*** Exercise data Section Begins ***

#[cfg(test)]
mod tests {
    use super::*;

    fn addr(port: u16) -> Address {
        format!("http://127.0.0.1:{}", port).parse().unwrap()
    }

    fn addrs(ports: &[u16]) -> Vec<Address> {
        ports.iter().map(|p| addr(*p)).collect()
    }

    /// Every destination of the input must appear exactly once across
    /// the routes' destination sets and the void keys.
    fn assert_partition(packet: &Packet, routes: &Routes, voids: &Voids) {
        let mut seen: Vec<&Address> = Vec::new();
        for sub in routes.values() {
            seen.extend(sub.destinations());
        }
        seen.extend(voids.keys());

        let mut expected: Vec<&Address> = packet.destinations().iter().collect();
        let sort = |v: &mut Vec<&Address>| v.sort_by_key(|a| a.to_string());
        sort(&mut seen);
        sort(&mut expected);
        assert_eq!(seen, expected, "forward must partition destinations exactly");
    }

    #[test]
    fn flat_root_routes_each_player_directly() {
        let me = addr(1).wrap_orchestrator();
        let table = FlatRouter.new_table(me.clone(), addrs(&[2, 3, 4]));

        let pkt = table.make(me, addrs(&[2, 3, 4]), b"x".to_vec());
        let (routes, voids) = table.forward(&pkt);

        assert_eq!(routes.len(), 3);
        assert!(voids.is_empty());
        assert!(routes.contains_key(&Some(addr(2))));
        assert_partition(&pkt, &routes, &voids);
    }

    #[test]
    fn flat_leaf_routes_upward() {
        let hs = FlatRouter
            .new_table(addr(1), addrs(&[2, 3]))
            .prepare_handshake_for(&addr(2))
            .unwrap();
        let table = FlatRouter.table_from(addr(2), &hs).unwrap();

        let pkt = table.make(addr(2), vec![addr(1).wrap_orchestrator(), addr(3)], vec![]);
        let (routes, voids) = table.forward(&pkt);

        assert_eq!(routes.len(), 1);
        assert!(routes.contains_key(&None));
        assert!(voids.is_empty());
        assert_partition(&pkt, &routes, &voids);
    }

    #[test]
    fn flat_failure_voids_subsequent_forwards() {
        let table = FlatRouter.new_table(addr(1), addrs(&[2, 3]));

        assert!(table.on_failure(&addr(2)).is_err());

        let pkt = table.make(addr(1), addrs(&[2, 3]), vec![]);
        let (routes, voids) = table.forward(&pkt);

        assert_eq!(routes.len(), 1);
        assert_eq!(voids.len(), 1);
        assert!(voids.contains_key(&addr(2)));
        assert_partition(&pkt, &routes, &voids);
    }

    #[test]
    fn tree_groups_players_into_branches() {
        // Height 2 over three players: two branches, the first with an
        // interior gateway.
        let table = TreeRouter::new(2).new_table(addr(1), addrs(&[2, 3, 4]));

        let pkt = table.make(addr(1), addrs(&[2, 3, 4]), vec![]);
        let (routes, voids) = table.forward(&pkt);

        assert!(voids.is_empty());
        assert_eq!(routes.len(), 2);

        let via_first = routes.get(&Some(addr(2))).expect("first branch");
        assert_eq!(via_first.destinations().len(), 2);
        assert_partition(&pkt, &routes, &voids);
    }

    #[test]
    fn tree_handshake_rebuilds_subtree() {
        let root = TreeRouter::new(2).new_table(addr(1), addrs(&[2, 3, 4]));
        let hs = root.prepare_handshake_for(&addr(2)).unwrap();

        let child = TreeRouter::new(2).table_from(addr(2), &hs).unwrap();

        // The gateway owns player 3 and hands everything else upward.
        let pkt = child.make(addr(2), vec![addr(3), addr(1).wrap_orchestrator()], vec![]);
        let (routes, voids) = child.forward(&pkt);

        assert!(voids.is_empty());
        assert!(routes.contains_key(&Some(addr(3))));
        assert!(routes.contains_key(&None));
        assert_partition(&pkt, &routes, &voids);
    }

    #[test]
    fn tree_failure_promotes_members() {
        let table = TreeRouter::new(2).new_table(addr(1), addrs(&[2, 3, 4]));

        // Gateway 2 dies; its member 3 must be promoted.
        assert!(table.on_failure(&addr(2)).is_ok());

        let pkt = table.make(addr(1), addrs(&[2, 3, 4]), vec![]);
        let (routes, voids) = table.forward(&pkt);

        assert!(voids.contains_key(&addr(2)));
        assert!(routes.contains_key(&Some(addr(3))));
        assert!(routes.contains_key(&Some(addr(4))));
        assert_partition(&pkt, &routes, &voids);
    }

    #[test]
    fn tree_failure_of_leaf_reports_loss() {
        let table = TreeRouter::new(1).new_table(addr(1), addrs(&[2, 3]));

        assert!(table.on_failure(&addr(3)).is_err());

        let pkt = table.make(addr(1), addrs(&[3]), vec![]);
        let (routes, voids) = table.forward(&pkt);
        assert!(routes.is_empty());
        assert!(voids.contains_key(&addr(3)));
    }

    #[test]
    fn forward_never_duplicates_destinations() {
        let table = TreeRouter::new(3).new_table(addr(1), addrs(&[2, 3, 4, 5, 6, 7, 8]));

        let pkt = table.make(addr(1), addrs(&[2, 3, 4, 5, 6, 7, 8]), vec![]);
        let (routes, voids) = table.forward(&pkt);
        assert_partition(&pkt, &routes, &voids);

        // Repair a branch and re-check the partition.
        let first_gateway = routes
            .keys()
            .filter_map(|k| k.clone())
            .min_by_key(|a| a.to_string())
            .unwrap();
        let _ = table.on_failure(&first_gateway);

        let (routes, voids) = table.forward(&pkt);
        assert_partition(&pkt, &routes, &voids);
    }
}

*** Exercise data Section Ends ***

Instructions for the task:
Please give back, exactly as it stands above, the stretch from the line with "let pkt = table.make(addr(1), addrs(&[3]), vec![]);" through the line with "7, 8]), vec![]);", and no line outside it.

Written answer:
        let pkt = table.make(addr(1), addrs(&[3]), vec![]);
        let (routes, voids) = table.forward(&pkt);
        assert!(routes.is_empty());
        assert!(voids.contains_key(&addr(3)));
    }

    #[test]
    fn forward_never_duplicates_destinations() {
        let table = TreeRouter::new(3).new_table(addr(1), addrs(&[2, 3, 4, 5, 6, 7, 8]));

        let pkt = table.make(addr(1), addrs(&[2, 3, 4, 5, 6, 7, 8]), vec![]);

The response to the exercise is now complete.